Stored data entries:
####
use once_cell::sync::Lazy;
use regex::Regex;

use crate::{RepertoireQuality, SocioculturalReferences, HP};

const NOT_IDENTIFIED: &str = "não identificado";

struct RepertoireCategory {
    label: &'static str,
    generic_example: &'static str,
    patterns: Vec<Regex>,
}

fn alternation(words: &[&str]) -> Regex {
    let alt = words
        .iter()
        .map(|w| regex::escape(w))
        .collect::<Vec<_>>()
        .join("|");
    Regex::new(&format!(r"(?i)\b({alt})\b")).unwrap()
}

static CATEGORIES: Lazy<Vec<RepertoireCategory>> = Lazy::new(|| {
    vec![
        RepertoireCategory {
            label: "filosófico",
            generic_example: "conceitos filosóficos",
            patterns: vec![
                alternation(&[
                    "platão", "aristóteles", "sócrates", "kant", "nietzsche", "sartre",
                    "foucault", "marx", "hegel", "schopenhauer", "rousseau", "descartes",
                    "locke", "hume", "spinoza", "heidegger", "voltaire", "hobbes", "bacon",
                    "hannah arendt", "bauman", "bourdieu",
                ]),
                alternation(&[
                    "ética", "moral", "epistemologia", "metafísica", "existencialismo",
                    "empirismo", "racionalismo", "positivismo", "fenomenologia", "dialética",
                    "idealismo", "materialismo", "utilitarismo", "ontologia",
                    "modernidade líquida", "contrato social",
                ]),
            ],
        },
        RepertoireCategory {
            label: "histórico",
            generic_example: "referências históricas",
            patterns: vec![
                alternation(&[
                    "segunda guerra", "guerra fria", "revolução industrial",
                    "revolução francesa", "idade média", "renascimento", "iluminismo",
                    "colonização", "ditadura", "república", "império", "escravidão",
                    "independência", "era vargas", "abolição",
                ]),
                alternation(&[
                    "getúlio vargas", "dom pedro", "princesa isabel", "napoleão", "hitler",
                    "martin luther king", "gandhi", "mandela", "churchill", "abraham lincoln",
                    "zumbi dos palmares", "tiradentes",
                ]),
            ],
        },
        RepertoireCategory {
            label: "literário",
            generic_example: "referências literárias",
            patterns: vec![
                alternation(&[
                    "machado de assis", "clarice lispector", "guimarães rosa",
                    "cecília meireles", "carlos drummond", "shakespeare", "dostoiévski",
                    "kafka", "camus", "orwell", "saramago", "graciliano ramos", "jorge amado",
                    "camões", "monteiro lobato", "aluísio azevedo",
                ]),
                alternation(&[
                    "dom casmurro", "grande sertão", "cem anos de solidão", "memórias póstumas",
                    "vidas secas", "morte e vida severina", "1984", "crime e castigo",
                    "a metamorfose", "o cortiço", "capitães da areia", "ensaio sobre a cegueira",
                ]),
            ],
        },
        RepertoireCategory {
            label: "jurídico",
            generic_example: "referências jurídicas",
            patterns: vec![
                alternation(&[
                    "constituição federal", "código civil", "código penal",
                    "estatuto da criança", "estatuto do idoso", "lei maria da penha",
                    "declaração universal dos direitos humanos", "carta magna",
                    "lei de diretrizes e bases", "marco civil da internet",
                ]),
                alternation(&[
                    "direito constitucional", "direitos humanos", "direitos fundamentais",
                    "estado democrático de direito", "princípio da dignidade",
                    "hermenêutica jurídica", "devido processo legal",
                ]),
            ],
        },
        RepertoireCategory {
            label: "científico",
            generic_example: "referências científicas e estatísticas",
            patterns: vec![
                alternation(&[
                    "ibge", "ipea", "onu", "unicef", "oms", "pnud", "unesco", "ocde", "fmi",
                    "banco mundial", "datafolha", "fiocruz",
                ]),
                alternation(&[
                    "método científico", "estudo longitudinal", "amostragem estatística",
                    "correlação", "causalidade", "pesquisa quantitativa",
                    "pesquisa qualitativa", "revisão sistemática",
                ]),
            ],
        },
    ]
});

/// Framing phrase, then a recognized keyword, up to the end of the sentence.
static EXAMPLE_PATTERNS: Lazy<Vec<Regex>> = Lazy::new(|| {
    [
        r"(?i)\b(?:conforme|segundo|como afirma|como defende|de acordo com)\b[^.]{0,80}?\b(?:platão|aristóteles|sócrates|kant|nietzsche|sartre|foucault|marx|bauman|hannah arendt)\b[^.]*\.",
        r"(?i)\b(?:como ocorreu|durante|no período|desde)\b[^.]{0,80}?\b(?:segunda guerra|revolução francesa|revolução industrial|ditadura|era vargas|escravidão)\b[^.]*\.",
        r"(?i)\b(?:como retratado|como escreveu|na obra|no livro|no romance)\b[^.]{0,80}?\b(?:machado de assis|clarice lispector|dom casmurro|vidas secas|graciliano ramos|1984)\b[^.]*\.",
        r"(?i)\b(?:segundo a|conforme a|de acordo com a|prevista na|previsto na|garantido pela)\b[^.]{0,80}?\b(?:constituição federal|carta magna|código civil|estatuto|declaração universal)\b[^.]*\.",
        r"(?i)\b(?:dados do|dados da|pesquisa do|pesquisa da|segundo o|segundo a|relatório da|relatório do)\b[^.]{0,80}?\b(?:ibge|ipea|onu|unicef|oms|unesco|ocde|fiocruz)\b[^.]*\.",
    ]
    .iter()
    .map(|p| Regex::new(p).unwrap())
    .collect()
});

fn quality_for(total_refs: usize, distinct_types: usize) -> RepertoireQuality {
    if total_refs == 0 {
        RepertoireQuality::Poor
    } else if distinct_types >= 3 && total_refs >= 4 {
        RepertoireQuality::Excellent
    } else if distinct_types >= 2 && total_refs >= 3 {
        RepertoireQuality::Good
    } else {
        RepertoireQuality::Average
    }
}

fn framed_examples(text: &str) -> Vec<String> {
    EXAMPLE_PATTERNS
        .iter()
        .flat_map(|re| re.find_iter(text))
        .map(|m| m.as_str().split_whitespace().collect::<Vec<_>>().join(" "))
        .take(HP.repertoire_example_cap)
        .collect()
}

pub fn detect_repertoire(text: &str) -> SocioculturalReferences {
    let per_category: Vec<(&RepertoireCategory, usize)> = CATEGORIES
        .iter()
        .map(|cat| {
            let refs: usize = cat.patterns.iter().map(|re| re.find_iter(text).count()).sum();
            (cat, refs)
        })
        .collect();

    let matched: Vec<&RepertoireCategory> = per_category
        .iter()
        .filter(|(_, refs)| *refs > 0)
        .map(|(cat, _)| *cat)
        .collect();
    let total_refs: usize = per_category.iter().map(|(_, refs)| refs).sum();
    let quality = quality_for(total_refs, matched.len());

    let kind = if matched.is_empty() {
        NOT_IDENTIFIED.to_string()
    } else {
        matched.iter().map(|c| c.label).collect::<Vec<_>>().join(" ")
    };

    let mut examples = framed_examples(text);
    if examples.is_empty() {
        examples = matched
            .iter()
            .map(|c| c.generic_example.to_string())
            .collect();
    }
    if examples.is_empty() {
        examples.push(NOT_IDENTIFIED.to_string());
    }

    tracing::debug!(total_refs, types = matched.len(), ?quality, "repertoire detected");

    SocioculturalReferences {
        present: total_refs > 0,
        examples,
        quality,
        kind,
    }
}

#[cfg(test)]
mod tests {
    use super::*;

    #[test]
    fn quality_ladder() {
        assert_eq!(quality_for(0, 0), RepertoireQuality::Poor);
        assert_eq!(quality_for(1, 1), RepertoireQuality::Average);
        assert_eq!(quality_for(5, 1), RepertoireQuality::Average);
        assert_eq!(quality_for(3, 2), RepertoireQuality::Good);
        assert_eq!(quality_for(4, 3), RepertoireQuality::Excellent);
        assert_eq!(quality_for(3, 3), RepertoireQuality::Good);
    }

    #[test]
    fn framed_citation_becomes_example() {
        let refs = detect_repertoire("Segundo dados do IBGE, o analfabetismo persiste no país.");
        assert_eq!(
            refs.examples,
            vec!["dados do IBGE, o analfabetismo persiste no país."]
        );
        assert_eq!(refs.kind, "científico");
    }
}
####
What is expected:
Please report the number of lines in the data that include "lispector", with no other words.

Exercise result:
2